Здесь не так много места. Практически ничего нет, только самое необходимое. Стены кирпичные. Никаких украшений: ни картин, ни фотографий, ни безделушек. Простая черная мебель, и ничего больше.

— Сколько блинов, детка? — я перевожу взгляд на кухню, откуда за мной наблюдает Шон. На нем нет рубашки, только джинсы. Его тело действительно произведение искусства. Он большой и мускулистый, но это выглядит естественно. Вряд ли он пропадает часами в спортзале.

— Несколько блинов должны получиться достаточно хорошими, — он наливает тесто на сковородку и переворачивает бекон. Я иду к нему и сажусь за барную стойку для завтрака. Похоже, что площадь, которую должна занимать столовая, тоже пуста. Нет ни стола, ни чего-то еще. Просто барная стойка, чтобы поесть.

— Здесь пусто.

— Я простой человек, — он поворачивается и смотрит на меня, — на новом месте сможешь сделать все так, как тебе хочется. Кажется, сейчас я хочу свой дом. А это просто место, где я сплю. Раньше мне не нужно было что-то большее.

— Новое место? Ты переезжаешь? — я не спрашиваю о том, что он хочет, чтобы я обустроила новое место. Проигнорирую это сейчас. Или почему он вдруг захотел дом, а не просто место, чтобы переночевать. Он дает понять, а делает он это довольно ясно, что я стала причиной этого.

— Да. Думаю, тебе понравится, — Шон походит к холодильнику, наливает апельсиновый сок в стакан и ставит его передо мной.

— Где это? — я надеюсь, что это недалеко от станции и достаточно близко к моей квартире. Мне бы не хотелось, чтобы это было далеко, и долго добираться, если мы собираемся продолжать видеться. А все признаки указывают на твердое «да».

— Не хочу испортить сюрприз. Довольно скоро ты увидишь все сама, — он берет тарелку и, положив на нее бекон, ставит передо мной. Я беру кусочек и откусываю.

— Это близко к твоей работе?

— Можно сказать и так. Я планирую скоро уйти на пенсию.

— Но ты только, как… — черт, я даже не знаю, сколько ему лет. Вау. Как такое вообще возможно? Этот человек проникает становится мне небезразличен, и я ничего не знаю о нем. Видимо, Шон все понимает по моему выражению лица.
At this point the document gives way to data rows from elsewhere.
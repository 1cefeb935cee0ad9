use axum::{
    extract::{Query, State},
    Extension, Json,
};
use newsdesk_core::ArticleRecord;
use newsdesk_explain::{ExplainMode, Explainer, Explanation};
use serde::{Deserialize, Serialize};

use crate::middleware::RequestId;

use super::{ApiError, ApiResponse, AppState};

#[derive(Debug, Deserialize)]
pub(super) struct ExplainQuery {
    pub mode: Option<String>,
}

#[derive(Debug, Deserialize)]
pub(super) struct ExplainRequest {
    pub text: String,
}

#[derive(Debug, Deserialize)]
pub(super) struct NewspaperRequest {
    pub title: String,
    #[serde(default)]
    pub content: String,
    #[serde(default)]
    pub source: String,
}

#[derive(Debug, Serialize)]
pub(super) struct NewspaperResponse {
    text: String,
    /// `false` when the synopsis rule was used instead of the model.
    generated: bool,
}

fn require_explainer<'a>(state: &'a AppState, req_id: &str) -> Result<&'a Explainer, ApiError> {
    state.explainer.as_ref().ok_or_else(|| {
        ApiError::new(
            req_id,
            "unavailable",
            "AI explanations are not configured (GEMINI_API_KEY is unset)",
        )
    })
}

/// POST /api/v1/explain?mode=kid|hinglish|bullets|plain
///
/// Generator failures are reported in-band as the fixed failure message,
/// never as an HTTP error.
pub(super) async fn explain_text(
    State(state): State<AppState>,
    Extension(req_id): Extension<RequestId>,
    Query(query): Query<ExplainQuery>,
    Json(body): Json<ExplainRequest>,
) -> Result<Json<ApiResponse<Explanation>>, ApiError> {
    let rid = &req_id.0;
    let mode = match query.mode.as_deref() {
        Some(raw) => raw
            .parse::<ExplainMode>()
            .map_err(|e| ApiError::new(rid, "validation_error", e.to_string()))?,
        None => ExplainMode::default(),
    };
    let explainer = require_explainer(&state, rid)?;

    let explanation = explainer.explain(&body.text, mode).await;
    Ok(ApiResponse::new(explanation, req_id.0))
}

/// POST /api/v1/explain/newspaper: a short neutral summary of one article,
/// falling back to the synopsis rule when the model is absent or fails.
pub(super) async fn newspaper_summary(
    State(state): State<AppState>,
    Extension(req_id): Extension<RequestId>,
    Json(body): Json<NewspaperRequest>,
) -> Result<Json<ApiResponse<NewspaperResponse>>, ApiError> {
    if body.title.trim().is_empty() {
        return Err(ApiError::new(
            req_id.0,
            "validation_error",
            "title must not be empty",
        ));
    }

    if let Some(explainer) = &state.explainer {
        match explainer
            .newspaper_summary(&body.title, &body.content, &body.source)
            .await
        {
            Ok(summary) => {
                return Ok(ApiResponse::new(
                    NewspaperResponse {
                        text: summary.text,
                        generated: true,
                    },
                    req_id.0,
                ));
            }
            Err(e) => tracing::warn!(error = %e, "newspaper summary failed; using synopsis"),
        }
    }

    let mut article = ArticleRecord::new(body.source, body.title, String::new());
    if !body.content.trim().is_empty() {
        article.content = Some(body.content);
    }
    Ok(ApiResponse::new(
        NewspaperResponse {
            text: newsdesk_ingest::select_summary(&article),
            generated: false,
        },
        req_id.0,
    ))
}
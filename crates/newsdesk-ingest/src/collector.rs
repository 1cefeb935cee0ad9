//! Fan-out over all configured sources, then merge and deduplicate.

use std::collections::HashSet;
use std::time::Duration;

use futures::stream::{self, StreamExt};
use newsdesk_core::{identity_key, SourceConfig};

use crate::sources::fetch_source;
use crate::types::{CollectOptions, CollectionReport, SourceFetch, SourceYield};

/// Fetch every source concurrently and merge the results.
///
/// At most `options.max_concurrent` sources are in flight; each is bounded
/// by `options.timeout_secs`. The merge waits for every source to finish or
/// time out. Source failures never fail the run.
pub async fn collect_all(
    client: &reqwest::Client,
    sources: &[SourceConfig],
    options: CollectOptions,
) -> CollectionReport {
    let timeout = Duration::from_secs(options.timeout_secs);

    // `buffered` (not `buffer_unordered`) keeps results in configured order,
    // which decides who wins a duplicate.
    let fetches: Vec<SourceFetch> = stream::iter(sources)
        .map(|source| fetch_source(client, source, timeout))
        .buffered(options.max_concurrent.max(1))
        .boxed()
        .collect()
        .await;

    merge_yields(fetches)
}

/// Merge per-source yields in the order given.
///
/// The first record seen for an identity key is kept; later ones are
/// counted as duplicates. Records with neither url nor title are counted as
/// malformed and dropped.
#[must_use]
pub fn merge_yields(fetches: Vec<SourceFetch>) -> CollectionReport {
    let mut seen = HashSet::new();
    let mut report = CollectionReport::default();

    for fetch in fetches {
        report.yields.push(SourceYield {
            source: fetch.source.clone(),
            fetched: fetch.records.len(),
            error: fetch.error.as_ref().map(ToString::to_string),
        });

        for record in fetch.records {
            let Some(key) = identity_key(&record) else {
                report.malformed_dropped += 1;
                continue;
            };
            if seen.insert(key) {
                report.articles.push(record);
            } else {
                report.duplicates_dropped += 1;
            }
        }
    }

    tracing::info!(
        sources = report.yields.len(),
        failed = report.failed_sources(),
        articles = report.articles.len(),
        duplicates = report.duplicates_dropped,
        malformed = report.malformed_dropped,
        "collection merged"
    );

    report
}

#[cfg(test)]
mod tests {
    use newsdesk_core::ArticleRecord;

    use super::*;
    use crate::error::IngestError;

    fn rec(source: &str, title: &str, url: &str) -> ArticleRecord {
        ArticleRecord::new(source, title, url)
    }

    #[test]
    fn identical_records_collapse_to_one() {
        let fetch = SourceFetch::ok(
            "A",
            vec![rec("A", "A", "http://x/1"), rec("A", "A", "http://x/1")],
        );
        let report = merge_yields(vec![fetch]);
        assert_eq!(report.articles.len(), 1);
        assert_eq!(report.duplicates_dropped, 1);
        assert_eq!(report.yields[0].fetched, 2);
    }

    #[test]
    fn first_source_in_configured_order_wins() {
        let first = SourceFetch::ok("First", vec![rec("First", "Story", "https://x/story/")]);
        let second = SourceFetch::ok("Second", vec![rec("Second", "Story v2", "HTTPS://X/story")]);
        let report = merge_yields(vec![first, second]);
        assert_eq!(report.articles.len(), 1);
        assert_eq!(report.articles[0].source, "First");
    }

    #[test]
    fn title_is_the_key_when_url_is_blank() {
        let a = SourceFetch::ok(
            "A",
            vec![rec("A", "Budget  passed", ""), rec("A", "budget passed ", "  ")],
        );
        let report = merge_yields(vec![a]);
        assert_eq!(report.articles.len(), 1);
    }

    #[test]
    fn records_without_url_and_title_are_malformed() {
        let a = SourceFetch::ok("A", vec![rec("A", " ", ""), rec("A", "Kept", "")]);
        let report = merge_yields(vec![a]);
        assert_eq!(report.articles.len(), 1);
        assert_eq!(report.malformed_dropped, 1);
        assert_eq!(report.duplicates_dropped, 0);
    }

    #[test]
    fn failed_source_contributes_an_empty_yield() {
        let ok = SourceFetch::ok("Up", vec![rec("Up", "One", "https://x/1")]);
        let down = SourceFetch::unavailable(
            "Down",
            IngestError::Timeout {
                source_name: "Down".to_string(),
                secs: 12,
            },
        );
        let report = merge_yields(vec![ok, down]);
        assert_eq!(report.articles.len(), 1);
        assert_eq!(report.failed_sources(), 1);
        assert_eq!(report.yields[1].fetched, 0);
        assert!(report.yields[1].error.as_deref().unwrap().contains("timed out"));
    }

    #[test]
    fn merged_batch_never_repeats_an_identity_key() {
        let fetches = (0..4)
            .map(|s| {
                let records = (0..20)
                    .map(|i| rec("S", &format!("t{}", i % 7), &format!("https://x/{}", i % 5)))
                    .collect();
                SourceFetch::ok(format!("S{s}"), records)
            })
            .collect();
        let report = merge_yields(fetches);
        let keys: HashSet<String> = report.articles.iter().filter_map(identity_key).collect();
        assert_eq!(keys.len(), report.articles.len());
        assert_eq!(report.articles.len(), 5);
        assert_eq!(report.duplicates_dropped, 75);
    }

    #[tokio::test]
    async fn empty_source_list_yields_empty_report() {
        let client = reqwest::Client::new();
        let report = collect_all(&client, &[], CollectOptions::default()).await;
        assert!(report.articles.is_empty());
        assert!(report.yields.is_empty());
    }
}
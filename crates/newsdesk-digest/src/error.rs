use newsdesk_core::StoreError;
use thiserror::Error;

#[derive(Debug, Error)]
pub enum DigestError {
    #[error("signal weight must be at least 1")]
    InvalidWeight,

    #[error("user id must be non-empty")]
    InvalidUser,

    #[error("store error: {0}")]
    Store(#[from] StoreError),
}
— Тридцать пять, — он кладет приготовленные блины на тарелку и несет их к барной стойке, где сижу я. Садится рядом со мной и разворачивает стул так, чтобы я посмотрела на него.

— У нас есть все время в мире, чтобы узнать друг друга, что мы и сделаем. Но я думаю, что самое главное мы уже знаем. И это гораздо весомее, чем знание о том, чем мы занимаемся по жизни или в свободное время. Мы знаем, что созданы друг для друга. Остальное узнаем со временем.

Он протягивает руку к моему хвостику и стягивает резинку, позволяя волосам упасть на лицо.

— Например, я люблю, когда твои волосы распущены, — он берет прядь мои волос и подносит ее к носу, вдыхая. — Я хочу зарыться в них лицом. Трудно описать, насколько сильно мне понравилось спать так прошлой ночью.

— Ты говоришь такие милые слова. Клянусь, ты кажешься слишком хорошим, чтобы быть реальным, — что-то мелькает на его лице, может, чувство вины, но оно исчезает так быстро, что я даже не уверена, что это было.

— Я же говорил. К концу выходных.

— Возможно, я уже, — шепчу я, опуская взгляд на свои руки, которые лежат на коленях.